# [Requirement]
Copy every line of the entries that has the string "None" in it.

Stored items
---*---

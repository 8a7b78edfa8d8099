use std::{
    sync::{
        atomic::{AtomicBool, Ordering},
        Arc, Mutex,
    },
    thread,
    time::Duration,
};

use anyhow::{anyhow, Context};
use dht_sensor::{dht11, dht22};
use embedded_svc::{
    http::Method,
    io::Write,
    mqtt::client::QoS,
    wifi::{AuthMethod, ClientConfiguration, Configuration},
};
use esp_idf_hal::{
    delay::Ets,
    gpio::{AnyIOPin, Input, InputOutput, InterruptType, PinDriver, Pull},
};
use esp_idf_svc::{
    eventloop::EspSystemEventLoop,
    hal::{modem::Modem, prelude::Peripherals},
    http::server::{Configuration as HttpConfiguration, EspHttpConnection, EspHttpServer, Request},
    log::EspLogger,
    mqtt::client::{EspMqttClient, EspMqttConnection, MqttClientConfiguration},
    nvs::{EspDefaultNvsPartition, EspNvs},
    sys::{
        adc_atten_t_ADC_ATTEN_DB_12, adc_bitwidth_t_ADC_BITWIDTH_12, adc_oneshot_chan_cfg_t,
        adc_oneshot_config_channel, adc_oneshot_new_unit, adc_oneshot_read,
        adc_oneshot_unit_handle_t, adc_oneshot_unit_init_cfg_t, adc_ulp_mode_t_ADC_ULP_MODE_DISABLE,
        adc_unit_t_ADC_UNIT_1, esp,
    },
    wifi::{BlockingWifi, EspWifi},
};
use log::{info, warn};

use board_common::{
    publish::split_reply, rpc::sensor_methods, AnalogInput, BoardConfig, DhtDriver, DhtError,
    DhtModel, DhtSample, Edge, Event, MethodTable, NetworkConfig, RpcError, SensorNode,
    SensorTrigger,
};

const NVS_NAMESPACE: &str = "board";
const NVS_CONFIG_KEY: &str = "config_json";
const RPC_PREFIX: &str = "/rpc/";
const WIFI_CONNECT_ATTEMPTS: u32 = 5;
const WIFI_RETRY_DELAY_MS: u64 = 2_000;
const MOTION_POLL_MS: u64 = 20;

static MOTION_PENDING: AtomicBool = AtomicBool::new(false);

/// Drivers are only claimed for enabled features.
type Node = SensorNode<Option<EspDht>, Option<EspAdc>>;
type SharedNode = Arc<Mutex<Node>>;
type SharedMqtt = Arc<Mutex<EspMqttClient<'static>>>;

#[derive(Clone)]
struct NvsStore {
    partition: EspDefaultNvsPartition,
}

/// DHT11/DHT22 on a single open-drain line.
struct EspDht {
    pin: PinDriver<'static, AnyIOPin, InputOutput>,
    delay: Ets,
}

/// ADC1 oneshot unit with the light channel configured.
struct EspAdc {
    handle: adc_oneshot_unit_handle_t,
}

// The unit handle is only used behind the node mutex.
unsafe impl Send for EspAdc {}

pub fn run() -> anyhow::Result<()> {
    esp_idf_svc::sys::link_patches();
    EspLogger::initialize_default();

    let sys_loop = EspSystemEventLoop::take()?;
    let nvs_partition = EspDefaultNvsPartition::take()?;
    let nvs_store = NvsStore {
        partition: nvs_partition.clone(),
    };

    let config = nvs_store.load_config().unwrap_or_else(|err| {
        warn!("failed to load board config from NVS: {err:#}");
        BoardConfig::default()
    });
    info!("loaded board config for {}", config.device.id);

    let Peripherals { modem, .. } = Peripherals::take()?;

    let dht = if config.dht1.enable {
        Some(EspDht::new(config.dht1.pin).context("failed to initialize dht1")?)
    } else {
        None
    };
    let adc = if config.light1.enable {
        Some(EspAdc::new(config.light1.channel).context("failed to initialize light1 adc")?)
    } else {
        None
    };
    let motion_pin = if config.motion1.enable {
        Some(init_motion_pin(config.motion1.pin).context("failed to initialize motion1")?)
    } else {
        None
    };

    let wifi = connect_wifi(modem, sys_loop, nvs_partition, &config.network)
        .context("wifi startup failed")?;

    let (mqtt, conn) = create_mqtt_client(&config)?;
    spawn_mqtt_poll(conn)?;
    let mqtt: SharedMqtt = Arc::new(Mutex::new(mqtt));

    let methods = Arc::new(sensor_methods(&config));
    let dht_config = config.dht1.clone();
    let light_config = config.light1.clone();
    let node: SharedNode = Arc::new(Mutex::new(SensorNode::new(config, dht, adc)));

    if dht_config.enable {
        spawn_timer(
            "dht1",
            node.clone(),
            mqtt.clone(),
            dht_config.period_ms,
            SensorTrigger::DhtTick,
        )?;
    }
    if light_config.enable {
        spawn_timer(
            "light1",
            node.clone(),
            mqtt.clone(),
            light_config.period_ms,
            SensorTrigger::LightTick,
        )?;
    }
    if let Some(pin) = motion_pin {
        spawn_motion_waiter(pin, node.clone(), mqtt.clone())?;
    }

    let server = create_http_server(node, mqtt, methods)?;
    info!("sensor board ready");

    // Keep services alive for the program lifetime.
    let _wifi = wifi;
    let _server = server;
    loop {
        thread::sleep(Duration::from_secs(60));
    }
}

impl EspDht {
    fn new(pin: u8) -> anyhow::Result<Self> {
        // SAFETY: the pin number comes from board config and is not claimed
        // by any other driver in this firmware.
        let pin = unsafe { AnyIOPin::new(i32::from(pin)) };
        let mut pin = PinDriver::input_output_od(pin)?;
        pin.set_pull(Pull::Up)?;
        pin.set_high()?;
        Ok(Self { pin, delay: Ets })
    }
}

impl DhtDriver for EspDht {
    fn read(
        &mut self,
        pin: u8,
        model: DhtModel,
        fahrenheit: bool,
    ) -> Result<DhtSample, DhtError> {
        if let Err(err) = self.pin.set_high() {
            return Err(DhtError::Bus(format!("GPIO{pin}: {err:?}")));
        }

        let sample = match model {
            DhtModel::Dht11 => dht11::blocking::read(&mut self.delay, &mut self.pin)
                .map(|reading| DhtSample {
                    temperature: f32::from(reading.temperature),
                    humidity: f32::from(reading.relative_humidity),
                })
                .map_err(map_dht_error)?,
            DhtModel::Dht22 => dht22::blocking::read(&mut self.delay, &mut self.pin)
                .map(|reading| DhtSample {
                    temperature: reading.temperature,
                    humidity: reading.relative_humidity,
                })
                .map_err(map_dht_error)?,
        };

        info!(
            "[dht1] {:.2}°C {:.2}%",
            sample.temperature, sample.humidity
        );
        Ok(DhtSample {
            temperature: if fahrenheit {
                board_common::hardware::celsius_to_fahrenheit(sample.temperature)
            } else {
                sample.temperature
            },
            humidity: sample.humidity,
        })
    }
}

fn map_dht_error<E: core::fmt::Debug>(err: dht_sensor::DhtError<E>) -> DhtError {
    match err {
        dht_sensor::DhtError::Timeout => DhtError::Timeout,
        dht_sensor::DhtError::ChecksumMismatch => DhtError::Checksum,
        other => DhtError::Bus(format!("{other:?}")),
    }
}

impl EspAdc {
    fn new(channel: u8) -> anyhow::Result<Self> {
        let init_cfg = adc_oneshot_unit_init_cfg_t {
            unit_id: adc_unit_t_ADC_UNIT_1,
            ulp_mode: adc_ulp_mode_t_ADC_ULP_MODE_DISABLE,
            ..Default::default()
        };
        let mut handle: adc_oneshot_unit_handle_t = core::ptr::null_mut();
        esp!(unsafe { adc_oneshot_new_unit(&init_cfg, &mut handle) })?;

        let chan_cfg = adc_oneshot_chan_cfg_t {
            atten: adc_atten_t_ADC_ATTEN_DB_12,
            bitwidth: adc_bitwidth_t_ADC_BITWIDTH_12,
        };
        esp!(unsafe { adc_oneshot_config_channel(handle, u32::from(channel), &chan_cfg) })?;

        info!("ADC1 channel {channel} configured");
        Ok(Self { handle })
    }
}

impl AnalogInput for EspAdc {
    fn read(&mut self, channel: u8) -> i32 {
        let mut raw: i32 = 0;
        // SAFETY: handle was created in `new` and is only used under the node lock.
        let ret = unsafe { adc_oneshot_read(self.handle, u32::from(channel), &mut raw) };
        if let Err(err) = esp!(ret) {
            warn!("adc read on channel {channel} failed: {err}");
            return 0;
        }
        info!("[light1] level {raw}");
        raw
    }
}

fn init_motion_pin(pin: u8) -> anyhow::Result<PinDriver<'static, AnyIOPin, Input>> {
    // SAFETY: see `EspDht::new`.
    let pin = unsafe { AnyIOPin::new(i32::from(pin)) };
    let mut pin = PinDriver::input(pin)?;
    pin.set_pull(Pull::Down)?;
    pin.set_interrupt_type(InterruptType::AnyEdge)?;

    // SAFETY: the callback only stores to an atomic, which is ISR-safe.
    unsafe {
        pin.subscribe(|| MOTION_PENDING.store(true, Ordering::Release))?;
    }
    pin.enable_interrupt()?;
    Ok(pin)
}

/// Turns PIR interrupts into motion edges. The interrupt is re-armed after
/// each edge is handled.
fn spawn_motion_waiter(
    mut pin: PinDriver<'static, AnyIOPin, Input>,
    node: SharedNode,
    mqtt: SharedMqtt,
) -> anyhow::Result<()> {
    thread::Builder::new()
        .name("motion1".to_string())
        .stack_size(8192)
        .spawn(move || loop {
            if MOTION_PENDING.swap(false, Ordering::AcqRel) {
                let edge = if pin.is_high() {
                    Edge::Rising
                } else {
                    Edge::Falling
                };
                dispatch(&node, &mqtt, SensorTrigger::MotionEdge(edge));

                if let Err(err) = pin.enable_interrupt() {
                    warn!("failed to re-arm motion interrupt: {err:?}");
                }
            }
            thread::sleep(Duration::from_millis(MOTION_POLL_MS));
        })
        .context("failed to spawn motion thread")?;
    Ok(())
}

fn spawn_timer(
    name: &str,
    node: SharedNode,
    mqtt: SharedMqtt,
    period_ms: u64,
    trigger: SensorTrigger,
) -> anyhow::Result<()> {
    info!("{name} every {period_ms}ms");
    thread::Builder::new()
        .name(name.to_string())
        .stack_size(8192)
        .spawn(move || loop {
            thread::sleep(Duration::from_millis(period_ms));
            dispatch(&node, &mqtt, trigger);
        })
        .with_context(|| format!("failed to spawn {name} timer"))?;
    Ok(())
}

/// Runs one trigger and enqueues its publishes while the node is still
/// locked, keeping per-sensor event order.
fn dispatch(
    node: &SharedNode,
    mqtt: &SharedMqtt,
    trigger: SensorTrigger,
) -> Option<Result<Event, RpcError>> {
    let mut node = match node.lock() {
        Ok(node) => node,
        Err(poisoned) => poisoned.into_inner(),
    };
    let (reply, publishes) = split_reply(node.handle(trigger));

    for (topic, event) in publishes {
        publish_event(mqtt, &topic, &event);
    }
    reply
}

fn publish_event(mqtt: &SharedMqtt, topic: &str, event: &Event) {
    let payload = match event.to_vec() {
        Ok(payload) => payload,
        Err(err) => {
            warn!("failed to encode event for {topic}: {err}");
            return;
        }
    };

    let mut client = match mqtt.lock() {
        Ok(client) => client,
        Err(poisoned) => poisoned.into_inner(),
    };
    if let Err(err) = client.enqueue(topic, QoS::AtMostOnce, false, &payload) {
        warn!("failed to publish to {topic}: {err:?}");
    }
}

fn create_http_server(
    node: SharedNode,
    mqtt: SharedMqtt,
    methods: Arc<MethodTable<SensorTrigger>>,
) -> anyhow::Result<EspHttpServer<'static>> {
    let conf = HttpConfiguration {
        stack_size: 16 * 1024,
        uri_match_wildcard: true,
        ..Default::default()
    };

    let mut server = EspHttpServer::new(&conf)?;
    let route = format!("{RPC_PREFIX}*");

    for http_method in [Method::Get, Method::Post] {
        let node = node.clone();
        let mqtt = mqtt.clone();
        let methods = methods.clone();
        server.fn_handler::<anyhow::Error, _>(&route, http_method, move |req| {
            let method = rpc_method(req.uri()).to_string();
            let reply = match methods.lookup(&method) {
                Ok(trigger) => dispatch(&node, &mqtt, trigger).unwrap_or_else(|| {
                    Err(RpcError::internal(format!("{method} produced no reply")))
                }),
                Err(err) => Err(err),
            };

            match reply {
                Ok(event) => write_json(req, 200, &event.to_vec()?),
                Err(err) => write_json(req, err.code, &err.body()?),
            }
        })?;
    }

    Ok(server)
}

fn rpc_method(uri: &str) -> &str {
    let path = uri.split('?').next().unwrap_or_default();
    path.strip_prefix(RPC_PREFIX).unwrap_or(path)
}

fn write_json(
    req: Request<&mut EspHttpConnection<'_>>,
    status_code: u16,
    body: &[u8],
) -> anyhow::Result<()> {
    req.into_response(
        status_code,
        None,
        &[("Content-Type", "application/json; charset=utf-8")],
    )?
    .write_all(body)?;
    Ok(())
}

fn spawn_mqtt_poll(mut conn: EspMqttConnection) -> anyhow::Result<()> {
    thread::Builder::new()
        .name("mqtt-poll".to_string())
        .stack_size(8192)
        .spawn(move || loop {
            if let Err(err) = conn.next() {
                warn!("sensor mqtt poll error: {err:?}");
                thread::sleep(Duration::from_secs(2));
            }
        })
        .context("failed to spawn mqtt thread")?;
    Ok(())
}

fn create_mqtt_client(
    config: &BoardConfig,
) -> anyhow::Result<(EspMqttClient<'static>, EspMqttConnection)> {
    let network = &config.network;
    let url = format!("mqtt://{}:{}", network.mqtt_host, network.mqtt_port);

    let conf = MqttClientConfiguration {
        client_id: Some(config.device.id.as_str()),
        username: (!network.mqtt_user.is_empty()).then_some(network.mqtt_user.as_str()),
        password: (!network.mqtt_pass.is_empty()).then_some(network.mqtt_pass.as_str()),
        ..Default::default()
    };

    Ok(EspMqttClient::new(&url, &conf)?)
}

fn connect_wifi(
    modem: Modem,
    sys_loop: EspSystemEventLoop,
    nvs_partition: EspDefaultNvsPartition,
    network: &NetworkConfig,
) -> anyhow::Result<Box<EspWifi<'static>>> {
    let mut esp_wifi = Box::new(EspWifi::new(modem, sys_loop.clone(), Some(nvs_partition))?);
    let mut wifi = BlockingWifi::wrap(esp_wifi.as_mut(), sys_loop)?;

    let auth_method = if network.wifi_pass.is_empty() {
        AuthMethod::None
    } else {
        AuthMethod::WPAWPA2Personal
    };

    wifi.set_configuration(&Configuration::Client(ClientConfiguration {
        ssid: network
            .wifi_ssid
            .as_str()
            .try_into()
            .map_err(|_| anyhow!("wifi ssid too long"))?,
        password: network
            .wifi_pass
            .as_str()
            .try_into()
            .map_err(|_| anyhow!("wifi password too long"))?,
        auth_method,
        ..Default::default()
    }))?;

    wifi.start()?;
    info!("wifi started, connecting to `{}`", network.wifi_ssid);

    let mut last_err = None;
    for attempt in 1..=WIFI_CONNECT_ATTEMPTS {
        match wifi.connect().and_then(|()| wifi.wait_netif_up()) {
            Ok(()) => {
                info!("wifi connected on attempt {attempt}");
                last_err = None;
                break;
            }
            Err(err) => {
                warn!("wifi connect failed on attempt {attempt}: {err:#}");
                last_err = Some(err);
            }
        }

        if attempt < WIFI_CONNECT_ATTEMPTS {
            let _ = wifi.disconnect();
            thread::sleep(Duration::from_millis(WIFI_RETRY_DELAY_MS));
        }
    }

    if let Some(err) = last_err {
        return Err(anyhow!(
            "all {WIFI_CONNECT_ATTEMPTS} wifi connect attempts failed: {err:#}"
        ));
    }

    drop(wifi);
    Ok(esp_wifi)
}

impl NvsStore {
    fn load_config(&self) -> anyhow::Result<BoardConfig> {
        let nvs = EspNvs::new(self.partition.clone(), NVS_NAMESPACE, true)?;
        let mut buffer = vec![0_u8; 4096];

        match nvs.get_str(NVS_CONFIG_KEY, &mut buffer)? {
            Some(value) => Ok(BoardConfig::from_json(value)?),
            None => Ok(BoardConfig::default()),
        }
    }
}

---*---

# [Answer box]
        None
        None
        None
        None,
        AuthMethod::None
    let mut last_err = None;
                last_err = None;
            None => Ok(BoardConfig::default()),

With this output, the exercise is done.